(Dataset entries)
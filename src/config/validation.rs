use crate::config::types::{
    CatalogConfig, Config, HarvesterConfig, FALLBACK_MAX_CONCURRENT_REQUESTS,
    FALLBACK_TIMEOUT_SECS, MIN_REQUESTS_PER_SECOND,
};
use crate::config::DEFAULT_RETRIES;
use crate::ConfigError;
use url::Url;

/// Validates the entire configuration
pub fn validate(config: &Config) -> Result<(), ConfigError> {
    validate_harvester_config(&config.harvester)?;
    validate_catalog_config(&config.catalog)?;
    Ok(())
}

/// Replaces out-of-range values that have a documented fallback
///
/// Each substitution is logged at WARN level.
pub fn normalize(mut config: Config) -> Config {
    let harvester = &mut config.harvester;

    if harvester.max_concurrent_requests < 1 {
        tracing::warn!(
            "max-concurrent-requests must be at least 1. Defaulted to {}.",
            FALLBACK_MAX_CONCURRENT_REQUESTS
        );
        harvester.max_concurrent_requests = FALLBACK_MAX_CONCURRENT_REQUESTS;
    }

    if harvester.timeout_secs < 1 {
        tracing::warn!(
            "timeout-secs invalid, defaulting to {}s",
            FALLBACK_TIMEOUT_SECS
        );
        harvester.timeout_secs = FALLBACK_TIMEOUT_SECS;
    }

    if harvester.retries < 1 {
        tracing::warn!("retries must be at least 1. Defaulted to {}.", DEFAULT_RETRIES);
        harvester.retries = DEFAULT_RETRIES;
    }

    if harvester.max_requests_per_second.is_some() && harvester.effective_rate().is_none() {
        tracing::warn!("max-requests-per-second is not positive; rate limiting disabled");
        harvester.max_requests_per_second = None;
    }

    if let Some(rate) = harvester.effective_rate() {
        if rate < MIN_REQUESTS_PER_SECOND {
            tracing::warn!(
                "max-requests-per-second of {} is below one request per hour. Raised to {}.",
                rate,
                MIN_REQUESTS_PER_SECOND
            );
            harvester.max_requests_per_second = Some(MIN_REQUESTS_PER_SECOND);
        }
    }

    if matches!(harvester.batch_size, Some(0)) {
        tracing::warn!("batch-size of 0 ignored; using twice the concurrency cap");
        harvester.batch_size = None;
    }

    if !config.catalog.gallery_url.ends_with('/') {
        config.catalog.gallery_url.push('/');
    }

    config
}

/// Validates harvester configuration
fn validate_harvester_config(config: &HarvesterConfig) -> Result<(), ConfigError> {
    if config.save_dir.trim().is_empty() {
        return Err(ConfigError::Validation(
            "save-dir cannot be empty".to_string(),
        ));
    }

    if config.batch_pause_min_ms > config.batch_pause_max_ms {
        return Err(ConfigError::Validation(format!(
            "batch-pause-min-ms ({}) must not exceed batch-pause-max-ms ({})",
            config.batch_pause_min_ms, config.batch_pause_max_ms
        )));
    }

    Ok(())
}

/// Validates catalog configuration
fn validate_catalog_config(config: &CatalogConfig) -> Result<(), ConfigError> {
    validate_http_url("gallery-url", &config.gallery_url)?;

    if let Some(search) = &config.latest_search_url {
        validate_http_url("latest-search-url", search)?;
    }

    if config.probe_upper_bound < 1 {
        return Err(ConfigError::Validation(format!(
            "probe-upper-bound must be >= 1, got {}",
            config.probe_upper_bound
        )));
    }

    let name = config.meta_file_name.trim();
    if name.is_empty() || name.contains('/') || name.contains('\\') {
        return Err(ConfigError::Validation(format!(
            "meta-file-name must be a plain file name, got '{}'",
            config.meta_file_name
        )));
    }

    Ok(())
}

/// Checks that `value` is an absolute http(s) URL
fn validate_http_url(key: &str, value: &str) -> Result<(), ConfigError> {
    let url = Url::parse(value)
        .map_err(|e| ConfigError::InvalidUrl(format!("Invalid {}: {}", key, e)))?;

    if url.scheme() != "http" && url.scheme() != "https" {
        return Err(ConfigError::InvalidUrl(format!(
            "{} '{}' must use http or https",
            key, value
        )));
    }

    Ok(())
}

#[cfg(test)]
mod tests {
    use super::*;
    use crate::config::{UserAgentConfig, DEFAULT_TIMEOUT_SECS};

    fn create_test_config() -> Config {
        Config {
            harvester: HarvesterConfig {
                save_dir: "./catalog".to_string(),
                max_concurrent_requests: 3,
                max_requests_per_second: Some(3.0),
                timeout_secs: DEFAULT_TIMEOUT_SECS,
                retries: 3,
                batch_size: None,
                batch_pause_min_ms: 1500,
                batch_pause_max_ms: 2500,
            },
            user_agent: UserAgentConfig::default(),
            catalog: CatalogConfig {
                gallery_url: "https://catalog.example.net/g/".to_string(),
                latest_search_url: None,
                probe_upper_bound: 1000,
                meta_file_name: "meta.json".to_string(),
            },
        }
    }

    #[test]
    fn test_validate_ok() {
        assert!(validate(&create_test_config()).is_ok());
    }

    #[test]
    fn test_validate_empty_save_dir() {
        let mut config = create_test_config();
        config.harvester.save_dir = "  ".to_string();
        assert!(matches!(validate(&config), Err(ConfigError::Validation(_))));
    }

    #[test]
    fn test_validate_pause_window() {
        let mut config = create_test_config();
        config.harvester.batch_pause_min_ms = 3000;
        assert!(validate(&config).is_err());
    }

    #[test]
    fn test_validate_gallery_url() {
        let mut config = create_test_config();
        config.catalog.gallery_url = "not a url".to_string();
        assert!(matches!(validate(&config), Err(ConfigError::InvalidUrl(_))));

        config.catalog.gallery_url = "ftp://catalog.example.net/g/".to_string();
        assert!(matches!(validate(&config), Err(ConfigError::InvalidUrl(_))));
    }

    #[test]
    fn test_validate_meta_file_name() {
        let mut config = create_test_config();
        config.catalog.meta_file_name = "nested/meta.json".to_string();
        assert!(validate(&config).is_err());
    }

    #[test]
    fn test_normalize_fallbacks() {
        let mut config = create_test_config();
        config.harvester.max_concurrent_requests = 0;
        config.harvester.timeout_secs = 0;
        config.harvester.retries = 0;
        config.harvester.max_requests_per_second = Some(-1.0);
        config.harvester.batch_size = Some(0);
        config.catalog.gallery_url = "https://catalog.example.net/g".to_string();

        let config = normalize(config);
        assert_eq!(
            config.harvester.max_concurrent_requests,
            FALLBACK_MAX_CONCURRENT_REQUESTS
        );
        assert_eq!(config.harvester.timeout_secs, FALLBACK_TIMEOUT_SECS);
        assert_eq!(config.harvester.retries, DEFAULT_RETRIES);
        assert_eq!(config.harvester.max_requests_per_second, None);
        assert_eq!(config.harvester.batch_size, None);
        assert_eq!(config.catalog.gallery_url, "https://catalog.example.net/g/");
    }

    #[test]
    fn test_normalize_tiny_rate() {
        let mut config = create_test_config();
        config.harvester.max_requests_per_second = Some(1e-30);

        let config = normalize(config);
        assert_eq!(
            config.harvester.effective_rate(),
            Some(MIN_REQUESTS_PER_SECOND)
        );

        let mut config = create_test_config();
        config.harvester.max_requests_per_second = Some(0.5);
        assert_eq!(normalize(config).harvester.effective_rate(), Some(0.5));
    }

    #[test]
    fn test_effective_batch_size() {
        let mut config = create_test_config();
        assert_eq!(config.harvester.effective_batch_size(), 6);

        config.harvester.batch_size = Some(80);
        assert_eq!(config.harvester.effective_batch_size(), 80);
    }
}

**EXERCISE PROMPT**.
Copy all lines above where "https" is present.

**PROBLEM SOLUTION**.
    if url.scheme() != "http" && url.scheme() != "https" {
            "{} '{}' must use http or https",
                gallery_url: "https://catalog.example.net/g/".to_string(),
        config.catalog.gallery_url = "https://catalog.example.net/g".to_string();
        assert_eq!(config.catalog.gallery_url, "https://catalog.example.net/g/");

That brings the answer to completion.